Mobility and Deployment Configuration
The Merops system is designed to operate from a compact mobile platform. The entire system—including radar equipment, command systems, and interceptor drone launch units—can be mounted in the bed of a standard midsize pickup truck.
This configuration allows rapid repositioning and deployment across dispersed locations such as military bases, ports, energy infrastructure, or temporary forward operating sites.
The system’s mobility is intended to support distributed defense against drone swarms, which often approach targets from multiple directions simultaneously.
Ukrainian Operational Experience
Ukrainian forces have reportedly operated and evaluated the Merops platform in environments characterized by heavy electronic warfare activity, including GPS jamming and communications disruption. These conditions have allowed developers to refine the system’s autonomous navigation and targeting capabilities.

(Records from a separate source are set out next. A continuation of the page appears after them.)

impl ScanMeApi for MockScanMeApi {
    async fn list_posts(&self) -> Result<Vec<Post>> {
        Ok(self.enter(ApiOperation::ListPosts)?.posts.clone())
    }

    async fn list_events(&self) -> Result<Vec<Event>> {
        Ok(self.enter(ApiOperation::ListEvents)?.events.clone())
    }

    async fn list_check_ins(&self, event_id: &EventId) -> Result<Vec<CheckInRecord>> {
        let data = self.enter(ApiOperation::ListCheckIns)?;
        Ok(data.check_ins.get(event_id).cloned().unwrap_or_default())
    }

    async fn upsert_check_in(
        &self,
        event_id: &EventId,
        user_id: &UserId,
        request: &CheckInRequest,
    ) -> Result<CheckInRecord> {
        let mut data = self.enter(ApiOperation::UpsertCheckIn)?;
        let now = Utc::now();
        let records = data.check_ins.entry(event_id.clone()).or_default();

        let display_name = records
            .iter()
            .find(|r| &r.user_id == user_id)
            .map(|r| r.display_name.clone())
            .unwrap_or_else(|| user_id.to_string());

        let record = CheckInRecord {
            user_id: user_id.clone(),
            display_name,
            avatar_url: None,
            status: request.status,
            icebreaker: request.icebreaker.clone(),
            visibility: request.visibility,
            tags: request.tags.clone(),
            timestamp: Some(RawTimestamp::Epoch {
                seconds: now.timestamp(),
                nanoseconds: now.timestamp_subsec_nanos(),
            }),
        };

        records.retain(|r| &r.user_id != user_id);
        records.push(record.clone());
        Ok(record)
    }

    async fn remove_check_in(&self, event_id: &EventId, user_id: &UserId) -> Result<()> {
        let mut data = self.enter(ApiOperation::RemoveCheckIn)?;
        if let Some(records) = data.check_ins.get_mut(event_id) {
            records.retain(|r| &r.user_id != user_id);
        }
        Ok(())
    }

    async fn payment_publishable_key(&self) -> Result<String> {
        self.enter(ApiOperation::PaymentPublishableKey)?;
        Ok("pk_test_scanme".to_string())
    }

    async fn create_payment_intent(
        &self,
        event_id: &EventId,
        quantity: u32,
    ) -> Result<PaymentIntent> {
        let mut data = self.enter(ApiOperation::CreatePaymentIntent)?;
        let id = format!("pi_{}", Uuid::new_v4().simple());
        data.intents.insert(id.clone(), (event_id.clone(), quantity));

        Ok(PaymentIntent {
            client_secret: format!("{id}_secret"),
            id,
        })
    }

    async fn confirm_ticket_purchase(
        &self,
        event_id: &EventId,
        payment_intent_id: &str,
        quantity: u32,
    ) -> Result<Vec<Ticket>> {
        let operation = ApiOperation::ConfirmTicketPurchase;
        let mut data = self.enter(operation)?;

        match data.intents.get(payment_intent_id) {
            Some((intent_event, intent_quantity))
                if intent_event == event_id && *intent_quantity == quantity => {},
            _ => return Err(Self::not_found(operation, "payment intent")),
        }
        data.intents.remove(payment_intent_id);

        let (title, date, price) = data
            .events
            .iter()
            .find(|e| &e.id == event_id)
            .map(|e| (e.title.clone(), e.starts_at.clone(), e.price_cents))
            .unwrap_or_default();

        let tickets: Vec<Ticket> = (0..quantity)
            .map(|_| Ticket {
                id: TicketId::new(Uuid::new_v4().to_string()),
                event_id: event_id.clone(),
                event_title: title.clone(),
                event_date: date.clone(),
                price_cents: price,
                code: Self::random_code(),
                status: TicketStatus::Valid,
            })
            .collect();

        data.tickets.extend(tickets.iter().cloned());
        Ok(tickets)
    }

    async fn list_activation_codes(&self) -> Result<Vec<ActivationCode>> {
        Ok(self
            .enter(ApiOperation::ListActivationCodes)?
            .activation_codes
            .clone())
    }

    async fn generate_activation_codes(
        &self,
        batch: &NewActivationBatch,
    ) -> Result<Vec<ActivationCode>> {
        let mut data = self.enter(ApiOperation::GenerateActivationCodes)?;
        let now = Utc::now();

        let codes: Vec<ActivationCode> = (0..batch.count)
            .map(|_| ActivationCode {
                id: ActivationCodeId::new(Uuid::new_v4().to_string()),
                code: Self::random_code(),
                batch_label: batch.batch_label.clone(),
                redeemed: false,
                created_at: now,
            })
            .collect();

        data.activation_codes.extend(codes.iter().cloned());
        Ok(codes)
    }

    async fn delete_activation_code(&self, id: &ActivationCodeId) -> Result<()> {
        let operation = ApiOperation::DeleteActivationCode;
        let mut data = self.enter(operation)?;
        let before = data.activation_codes.len();
        data.activation_codes.retain(|c| &c.id != id);

        if data.activation_codes.len() == before {
            return Err(Self::not_found(operation, "activation code"));
        }
        Ok(())
    }

    async fn list_quests(&self) -> Result<Vec<IcebreakerQuest>> {
        Ok(self.enter(ApiOperation::ListQuests)?.quests.clone())
    }

    async fn create_quest(&self, quest: &NewQuest) -> Result<IcebreakerQuest> {
        let mut data = self.enter(ApiOperation::CreateQuest)?;
        let created = IcebreakerQuest {
            id: QuestId::new(Uuid::new_v4().to_string()),
            title: quest.title.clone(),
            prompt: quest.prompt.clone(),
            points: quest.points,
            active: true,
        };
        data.quests.push(created.clone());
        Ok(created)
    }

    async fn delete_quest(&self, id: &QuestId) -> Result<()> {
        let operation = ApiOperation::DeleteQuest;
        let mut data = self.enter(operation)?;
        let before = data.quests.len();
        data.quests.retain(|q| &q.id != id);

        if data.quests.len() == before {
            return Err(Self::not_found(operation, "quest"));
        }
        Ok(())
    }

    async fn list_verification_requests(&self) -> Result<Vec<VerificationRequest>> {
        let data = self.enter(ApiOperation::ListVerificationRequests)?;
        Ok(data
            .verifications
            .iter()
            .filter(|r| r.status == VerificationStatus::Pending)
            .cloned()
            .collect())
    }

    async fn review_verification_request(
        &self,
        id: &VerificationId,
        decision: &ReviewDecision,
    ) -> Result<()> {
        let operation = ApiOperation::ReviewVerificationRequest;
        let mut data = self.enter(operation)?;

        let request = data
            .verifications
            .iter_mut()
            .find(|r| &r.id == id && r.status == VerificationStatus::Pending)
            .ok_or_else(|| Self::not_found(operation, "pending request"))?;

        request.status = match decision {
            ReviewDecision::Approve => VerificationStatus::Approved,
            ReviewDecision::Reject { reason } => VerificationStatus::Rejected {
                reason: reason.clone(),
            },
        };
        Ok(())
    }

    async fn submit_verification_proof(
        &self,
        submission: &ProofSubmission,
    ) -> Result<VerificationRequest> {
        let mut data = self.enter(ApiOperation::SubmitVerificationProof)?;
        let user_id = data
            .submitter
            .clone()
            .unwrap_or_else(|| UserId::new("anonymous"));

        let request = VerificationRequest {
            id: VerificationId::new(Uuid::new_v4().to_string()),
            display_name: user_id.to_string(),
            user_id,
            proof_url: submission.proof_url.clone(),
            status: VerificationStatus::Pending,
            submitted_at: Utc::now(),
        };
        data.verifications.push(request.clone());
        Ok(request)
    }

    async fn list_friends(&self, user_id: &UserId) -> Result<Vec<Friend>> {
        let data = self.enter(ApiOperation::ListFriends)?;
        Ok(data.friends.get(user_id).cloned().unwrap_or_default())
    }

    async fn list_scans(&self, user_id: &UserId) -> Result<Vec<Scan>> {
        let data = self.enter(ApiOperation::ListScans)?;
        Ok(data.scans.get(user_id).cloned().unwrap_or_default())
    }
}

Because of this operational experience, Ukrainian personnel are expected to assist in training U.S. and allied operators on the system. Sources familiar with the program indicate that Ukrainian instructors may participate in training programs associated with Merops deployments in the Middle East.
Strategic Implications
The U.S. request for Ukrainian expertise reflects a shift in the traditional flow of military assistance, where operational knowledge gained on the Ukrainian battlefield is now informing defensive strategies in other regions.
By integrating interceptor drone systems such as Merops with existing radar and air defense networks, the United States aims to create a scalable and cost-efficient defense against mass drone attacks.
The cooperation also highlights the growing role of drone-on-drone interception technologies as militaries adapt to the widespread use of inexpensive unmanned aerial systems in modern conflicts.
While discussions between Washington and Kyiv continue, officials from both countries have not announced final details of any formal agreement governing the transfer of technology or personnel associated with the counter-drone cooperation.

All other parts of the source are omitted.